## Source material
:::
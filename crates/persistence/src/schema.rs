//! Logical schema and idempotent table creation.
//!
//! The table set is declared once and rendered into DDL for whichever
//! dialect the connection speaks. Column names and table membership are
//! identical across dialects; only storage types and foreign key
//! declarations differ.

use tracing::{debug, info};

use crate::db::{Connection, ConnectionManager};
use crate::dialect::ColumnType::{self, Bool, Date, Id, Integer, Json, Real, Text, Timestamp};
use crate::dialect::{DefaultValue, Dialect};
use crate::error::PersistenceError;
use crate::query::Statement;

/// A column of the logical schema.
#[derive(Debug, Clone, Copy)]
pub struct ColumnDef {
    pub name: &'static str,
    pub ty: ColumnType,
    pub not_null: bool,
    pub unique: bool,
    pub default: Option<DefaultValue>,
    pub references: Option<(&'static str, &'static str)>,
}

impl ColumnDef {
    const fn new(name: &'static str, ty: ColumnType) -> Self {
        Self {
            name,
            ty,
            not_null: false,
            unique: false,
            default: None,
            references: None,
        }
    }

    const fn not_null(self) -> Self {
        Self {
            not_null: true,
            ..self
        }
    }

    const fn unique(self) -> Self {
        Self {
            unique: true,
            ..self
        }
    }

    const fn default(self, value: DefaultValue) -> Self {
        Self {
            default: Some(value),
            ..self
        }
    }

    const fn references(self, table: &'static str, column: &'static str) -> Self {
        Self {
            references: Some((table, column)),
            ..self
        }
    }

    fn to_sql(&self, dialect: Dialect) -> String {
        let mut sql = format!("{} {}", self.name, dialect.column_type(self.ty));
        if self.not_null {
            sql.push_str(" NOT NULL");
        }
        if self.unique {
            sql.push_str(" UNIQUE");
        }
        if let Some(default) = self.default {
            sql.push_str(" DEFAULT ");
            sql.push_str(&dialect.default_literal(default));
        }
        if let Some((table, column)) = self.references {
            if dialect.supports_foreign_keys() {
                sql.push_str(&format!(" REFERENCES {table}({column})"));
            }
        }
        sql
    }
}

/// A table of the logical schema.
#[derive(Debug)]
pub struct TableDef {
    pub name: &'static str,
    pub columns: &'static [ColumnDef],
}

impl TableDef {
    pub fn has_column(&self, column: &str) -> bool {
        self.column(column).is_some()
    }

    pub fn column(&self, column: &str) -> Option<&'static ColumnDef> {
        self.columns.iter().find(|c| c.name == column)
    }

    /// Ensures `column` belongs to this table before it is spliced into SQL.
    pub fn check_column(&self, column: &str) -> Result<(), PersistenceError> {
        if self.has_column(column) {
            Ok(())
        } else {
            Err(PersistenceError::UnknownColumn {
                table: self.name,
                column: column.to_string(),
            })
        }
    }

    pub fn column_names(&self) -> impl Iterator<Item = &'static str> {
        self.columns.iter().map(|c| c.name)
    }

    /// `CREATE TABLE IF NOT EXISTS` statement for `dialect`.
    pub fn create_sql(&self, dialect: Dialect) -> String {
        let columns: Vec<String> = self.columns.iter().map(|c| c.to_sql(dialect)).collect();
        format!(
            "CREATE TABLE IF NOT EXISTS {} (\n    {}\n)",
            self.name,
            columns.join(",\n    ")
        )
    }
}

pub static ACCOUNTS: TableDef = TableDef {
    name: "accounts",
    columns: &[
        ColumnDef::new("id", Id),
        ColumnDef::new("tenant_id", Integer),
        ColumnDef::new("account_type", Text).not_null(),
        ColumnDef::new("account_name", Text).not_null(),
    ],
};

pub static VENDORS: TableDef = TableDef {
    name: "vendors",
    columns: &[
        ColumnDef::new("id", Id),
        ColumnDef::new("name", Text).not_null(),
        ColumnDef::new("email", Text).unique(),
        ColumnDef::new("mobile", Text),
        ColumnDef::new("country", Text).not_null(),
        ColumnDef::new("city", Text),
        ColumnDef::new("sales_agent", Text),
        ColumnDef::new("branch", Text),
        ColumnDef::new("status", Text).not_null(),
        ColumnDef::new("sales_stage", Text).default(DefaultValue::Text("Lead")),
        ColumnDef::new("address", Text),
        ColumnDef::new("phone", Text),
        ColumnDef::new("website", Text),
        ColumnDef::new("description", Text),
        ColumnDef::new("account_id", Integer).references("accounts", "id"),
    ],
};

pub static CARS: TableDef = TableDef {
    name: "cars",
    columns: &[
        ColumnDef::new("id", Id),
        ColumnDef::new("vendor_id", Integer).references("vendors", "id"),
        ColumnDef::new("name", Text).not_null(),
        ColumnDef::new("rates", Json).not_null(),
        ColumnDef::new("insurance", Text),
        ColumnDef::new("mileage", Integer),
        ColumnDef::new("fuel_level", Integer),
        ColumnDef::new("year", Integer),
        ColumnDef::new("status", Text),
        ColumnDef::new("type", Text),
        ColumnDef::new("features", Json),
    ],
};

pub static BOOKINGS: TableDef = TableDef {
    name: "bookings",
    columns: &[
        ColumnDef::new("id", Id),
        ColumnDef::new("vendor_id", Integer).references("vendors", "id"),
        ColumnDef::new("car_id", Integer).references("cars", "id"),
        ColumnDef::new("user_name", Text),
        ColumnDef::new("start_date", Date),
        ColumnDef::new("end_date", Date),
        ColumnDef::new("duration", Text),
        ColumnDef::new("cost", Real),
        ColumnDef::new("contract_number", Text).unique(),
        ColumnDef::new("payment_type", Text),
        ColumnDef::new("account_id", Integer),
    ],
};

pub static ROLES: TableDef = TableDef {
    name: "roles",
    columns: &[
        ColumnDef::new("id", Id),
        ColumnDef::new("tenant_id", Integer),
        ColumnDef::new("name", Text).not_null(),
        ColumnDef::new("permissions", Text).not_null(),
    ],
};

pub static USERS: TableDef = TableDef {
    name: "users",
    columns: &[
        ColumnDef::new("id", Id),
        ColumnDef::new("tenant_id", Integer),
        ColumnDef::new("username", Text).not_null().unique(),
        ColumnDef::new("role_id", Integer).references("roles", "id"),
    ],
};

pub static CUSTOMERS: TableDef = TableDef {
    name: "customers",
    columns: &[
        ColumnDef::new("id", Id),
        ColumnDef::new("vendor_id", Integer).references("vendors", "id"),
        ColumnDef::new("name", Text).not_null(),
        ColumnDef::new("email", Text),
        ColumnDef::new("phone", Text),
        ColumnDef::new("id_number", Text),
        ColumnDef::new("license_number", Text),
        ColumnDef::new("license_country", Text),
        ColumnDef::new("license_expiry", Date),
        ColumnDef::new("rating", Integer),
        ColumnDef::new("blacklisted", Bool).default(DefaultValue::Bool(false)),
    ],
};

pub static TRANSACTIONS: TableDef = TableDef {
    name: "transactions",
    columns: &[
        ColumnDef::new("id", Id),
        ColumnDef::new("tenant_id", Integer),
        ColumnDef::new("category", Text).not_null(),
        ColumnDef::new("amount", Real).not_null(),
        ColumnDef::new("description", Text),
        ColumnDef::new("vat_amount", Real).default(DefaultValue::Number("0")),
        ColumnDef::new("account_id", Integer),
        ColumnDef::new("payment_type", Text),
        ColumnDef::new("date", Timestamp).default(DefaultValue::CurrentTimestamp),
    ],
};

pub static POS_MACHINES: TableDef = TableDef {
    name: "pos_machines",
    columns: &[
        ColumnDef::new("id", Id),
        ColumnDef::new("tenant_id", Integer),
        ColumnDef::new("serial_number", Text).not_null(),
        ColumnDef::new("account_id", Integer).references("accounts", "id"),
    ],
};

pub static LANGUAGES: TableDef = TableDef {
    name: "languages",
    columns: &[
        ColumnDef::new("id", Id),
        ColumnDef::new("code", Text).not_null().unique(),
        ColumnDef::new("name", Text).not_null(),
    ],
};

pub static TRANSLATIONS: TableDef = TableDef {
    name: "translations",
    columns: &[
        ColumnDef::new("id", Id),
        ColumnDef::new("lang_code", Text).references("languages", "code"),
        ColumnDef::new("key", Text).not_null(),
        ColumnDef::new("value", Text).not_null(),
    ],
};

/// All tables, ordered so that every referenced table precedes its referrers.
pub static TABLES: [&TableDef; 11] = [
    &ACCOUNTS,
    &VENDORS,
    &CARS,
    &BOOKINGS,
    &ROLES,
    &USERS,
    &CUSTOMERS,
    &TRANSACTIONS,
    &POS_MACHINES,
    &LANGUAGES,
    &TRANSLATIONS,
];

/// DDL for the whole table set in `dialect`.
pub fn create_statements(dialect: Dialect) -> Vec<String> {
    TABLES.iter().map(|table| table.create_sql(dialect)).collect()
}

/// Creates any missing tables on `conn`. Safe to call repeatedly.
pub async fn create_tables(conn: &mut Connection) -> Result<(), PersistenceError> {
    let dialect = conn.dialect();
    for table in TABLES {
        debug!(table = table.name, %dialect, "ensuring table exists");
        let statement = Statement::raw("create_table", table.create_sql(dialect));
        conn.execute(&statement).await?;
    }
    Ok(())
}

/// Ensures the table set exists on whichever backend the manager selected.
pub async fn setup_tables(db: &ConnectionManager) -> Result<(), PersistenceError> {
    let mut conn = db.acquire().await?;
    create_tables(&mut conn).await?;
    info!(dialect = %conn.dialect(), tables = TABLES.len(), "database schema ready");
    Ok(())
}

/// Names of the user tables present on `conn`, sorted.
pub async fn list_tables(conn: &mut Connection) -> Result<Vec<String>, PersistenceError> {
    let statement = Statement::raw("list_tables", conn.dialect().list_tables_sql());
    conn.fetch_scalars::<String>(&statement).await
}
:::
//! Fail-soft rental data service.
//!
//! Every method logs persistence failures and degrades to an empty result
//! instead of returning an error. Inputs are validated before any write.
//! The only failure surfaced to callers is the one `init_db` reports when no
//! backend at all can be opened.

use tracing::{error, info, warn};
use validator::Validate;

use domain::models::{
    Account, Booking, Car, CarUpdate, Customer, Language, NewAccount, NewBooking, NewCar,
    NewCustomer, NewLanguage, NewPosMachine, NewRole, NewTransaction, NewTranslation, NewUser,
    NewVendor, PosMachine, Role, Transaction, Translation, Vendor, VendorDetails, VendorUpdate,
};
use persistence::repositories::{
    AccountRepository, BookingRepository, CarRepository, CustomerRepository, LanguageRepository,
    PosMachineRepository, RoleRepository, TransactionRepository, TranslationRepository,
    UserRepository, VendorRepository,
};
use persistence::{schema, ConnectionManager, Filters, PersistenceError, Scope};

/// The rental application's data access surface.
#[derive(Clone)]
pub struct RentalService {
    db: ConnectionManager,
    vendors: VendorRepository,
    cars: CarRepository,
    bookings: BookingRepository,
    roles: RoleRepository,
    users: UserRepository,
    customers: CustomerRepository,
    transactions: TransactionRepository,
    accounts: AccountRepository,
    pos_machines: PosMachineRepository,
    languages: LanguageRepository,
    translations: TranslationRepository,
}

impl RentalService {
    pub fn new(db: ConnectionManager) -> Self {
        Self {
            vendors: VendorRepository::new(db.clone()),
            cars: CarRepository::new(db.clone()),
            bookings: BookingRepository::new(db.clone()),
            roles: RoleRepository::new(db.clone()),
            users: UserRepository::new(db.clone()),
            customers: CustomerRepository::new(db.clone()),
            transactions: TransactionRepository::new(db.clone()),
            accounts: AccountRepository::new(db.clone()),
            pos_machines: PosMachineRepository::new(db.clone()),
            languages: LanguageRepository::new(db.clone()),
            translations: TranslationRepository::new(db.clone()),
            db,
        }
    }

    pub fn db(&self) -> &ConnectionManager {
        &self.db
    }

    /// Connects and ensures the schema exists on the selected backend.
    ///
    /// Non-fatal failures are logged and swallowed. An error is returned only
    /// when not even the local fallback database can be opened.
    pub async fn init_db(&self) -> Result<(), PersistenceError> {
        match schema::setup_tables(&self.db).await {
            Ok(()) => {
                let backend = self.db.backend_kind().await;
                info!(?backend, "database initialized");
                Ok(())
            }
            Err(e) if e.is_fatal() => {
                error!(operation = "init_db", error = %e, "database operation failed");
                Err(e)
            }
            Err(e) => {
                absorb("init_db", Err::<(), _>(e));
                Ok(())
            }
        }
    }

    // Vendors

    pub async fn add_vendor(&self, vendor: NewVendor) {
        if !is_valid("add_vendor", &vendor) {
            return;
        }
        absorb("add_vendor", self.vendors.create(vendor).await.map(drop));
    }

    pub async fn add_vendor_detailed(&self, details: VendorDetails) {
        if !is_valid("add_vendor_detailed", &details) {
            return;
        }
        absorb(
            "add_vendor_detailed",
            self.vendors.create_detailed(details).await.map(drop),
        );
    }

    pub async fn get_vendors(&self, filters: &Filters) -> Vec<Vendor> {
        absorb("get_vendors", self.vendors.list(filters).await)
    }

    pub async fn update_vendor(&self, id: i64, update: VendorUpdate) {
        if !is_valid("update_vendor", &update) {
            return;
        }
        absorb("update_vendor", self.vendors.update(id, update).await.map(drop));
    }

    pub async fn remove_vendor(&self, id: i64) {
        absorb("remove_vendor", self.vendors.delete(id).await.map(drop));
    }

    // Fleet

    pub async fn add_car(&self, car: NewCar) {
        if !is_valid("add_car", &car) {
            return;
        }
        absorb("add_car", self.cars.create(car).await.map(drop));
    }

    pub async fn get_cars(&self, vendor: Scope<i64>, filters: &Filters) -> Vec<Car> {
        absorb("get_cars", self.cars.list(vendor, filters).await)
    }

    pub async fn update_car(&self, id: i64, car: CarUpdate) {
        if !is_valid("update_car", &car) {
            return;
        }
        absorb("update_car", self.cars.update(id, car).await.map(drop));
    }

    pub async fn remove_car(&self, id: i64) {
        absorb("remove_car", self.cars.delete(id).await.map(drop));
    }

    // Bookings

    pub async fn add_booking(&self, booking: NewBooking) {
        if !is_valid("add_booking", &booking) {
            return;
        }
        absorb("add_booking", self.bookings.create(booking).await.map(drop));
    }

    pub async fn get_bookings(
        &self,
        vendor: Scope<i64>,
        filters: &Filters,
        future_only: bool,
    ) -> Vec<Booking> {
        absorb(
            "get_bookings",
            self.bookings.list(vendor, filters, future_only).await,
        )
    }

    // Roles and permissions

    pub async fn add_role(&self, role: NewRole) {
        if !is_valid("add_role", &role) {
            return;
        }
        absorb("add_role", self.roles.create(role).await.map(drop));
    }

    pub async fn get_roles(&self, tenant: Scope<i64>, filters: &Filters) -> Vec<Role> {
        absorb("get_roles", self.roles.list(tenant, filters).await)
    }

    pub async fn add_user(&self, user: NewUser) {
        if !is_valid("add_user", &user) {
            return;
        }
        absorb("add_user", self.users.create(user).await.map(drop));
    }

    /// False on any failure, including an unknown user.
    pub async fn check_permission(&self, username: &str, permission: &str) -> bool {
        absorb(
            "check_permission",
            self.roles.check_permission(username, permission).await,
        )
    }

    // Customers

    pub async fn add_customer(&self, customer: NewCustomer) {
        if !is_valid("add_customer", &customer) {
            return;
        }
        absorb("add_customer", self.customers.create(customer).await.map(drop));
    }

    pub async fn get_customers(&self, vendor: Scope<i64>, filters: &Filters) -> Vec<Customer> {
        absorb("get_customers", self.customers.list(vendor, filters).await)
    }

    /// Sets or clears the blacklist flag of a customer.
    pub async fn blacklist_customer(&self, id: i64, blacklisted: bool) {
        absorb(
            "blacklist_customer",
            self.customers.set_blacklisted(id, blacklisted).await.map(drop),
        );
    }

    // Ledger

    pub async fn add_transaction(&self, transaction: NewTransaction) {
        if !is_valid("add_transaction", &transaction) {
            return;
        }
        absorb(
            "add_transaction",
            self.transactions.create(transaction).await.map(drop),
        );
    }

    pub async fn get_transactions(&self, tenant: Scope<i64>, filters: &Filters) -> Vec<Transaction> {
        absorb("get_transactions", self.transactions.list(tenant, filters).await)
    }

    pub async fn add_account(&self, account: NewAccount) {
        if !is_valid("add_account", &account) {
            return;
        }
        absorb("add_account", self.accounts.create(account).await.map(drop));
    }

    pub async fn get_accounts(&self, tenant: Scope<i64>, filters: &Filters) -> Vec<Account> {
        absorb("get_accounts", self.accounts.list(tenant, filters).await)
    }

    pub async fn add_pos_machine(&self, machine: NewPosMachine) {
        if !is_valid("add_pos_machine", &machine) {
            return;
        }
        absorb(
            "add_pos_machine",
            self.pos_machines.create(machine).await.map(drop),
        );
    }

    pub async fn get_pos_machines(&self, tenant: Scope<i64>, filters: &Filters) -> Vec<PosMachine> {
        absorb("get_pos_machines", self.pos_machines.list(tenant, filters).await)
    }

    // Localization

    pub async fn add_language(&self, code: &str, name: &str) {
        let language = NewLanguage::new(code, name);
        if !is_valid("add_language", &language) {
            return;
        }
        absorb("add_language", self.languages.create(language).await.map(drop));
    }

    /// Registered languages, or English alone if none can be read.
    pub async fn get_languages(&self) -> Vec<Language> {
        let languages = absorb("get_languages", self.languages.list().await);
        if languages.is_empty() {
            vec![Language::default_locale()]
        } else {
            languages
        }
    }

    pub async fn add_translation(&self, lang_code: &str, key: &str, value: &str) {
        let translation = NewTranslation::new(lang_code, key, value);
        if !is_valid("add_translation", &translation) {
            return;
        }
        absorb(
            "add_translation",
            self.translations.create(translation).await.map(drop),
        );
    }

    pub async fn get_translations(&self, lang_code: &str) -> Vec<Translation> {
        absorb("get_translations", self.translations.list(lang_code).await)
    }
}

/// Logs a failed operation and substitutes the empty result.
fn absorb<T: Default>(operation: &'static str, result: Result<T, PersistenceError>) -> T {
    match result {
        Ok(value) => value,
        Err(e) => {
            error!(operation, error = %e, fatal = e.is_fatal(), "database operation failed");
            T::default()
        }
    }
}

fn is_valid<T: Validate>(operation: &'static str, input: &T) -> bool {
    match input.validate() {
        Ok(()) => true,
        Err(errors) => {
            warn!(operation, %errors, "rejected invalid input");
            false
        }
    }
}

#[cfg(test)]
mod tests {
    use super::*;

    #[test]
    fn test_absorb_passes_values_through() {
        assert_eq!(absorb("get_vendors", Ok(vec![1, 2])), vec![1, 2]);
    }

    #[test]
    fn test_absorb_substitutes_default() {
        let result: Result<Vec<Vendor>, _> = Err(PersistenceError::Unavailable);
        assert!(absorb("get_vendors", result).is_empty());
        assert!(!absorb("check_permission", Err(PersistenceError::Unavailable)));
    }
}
:::
## Work to complete
Copy every line above in which the string "ConnectionManager" shows up.

## Task response
use crate::db::{Connection, ConnectionManager};
pub async fn setup_tables(db: &ConnectionManager) -> Result<(), PersistenceError> {
use persistence::{schema, ConnectionManager, Filters, PersistenceError, Scope};
    db: ConnectionManager,
    pub fn new(db: ConnectionManager) -> Self {
    pub fn db(&self) -> &ConnectionManager {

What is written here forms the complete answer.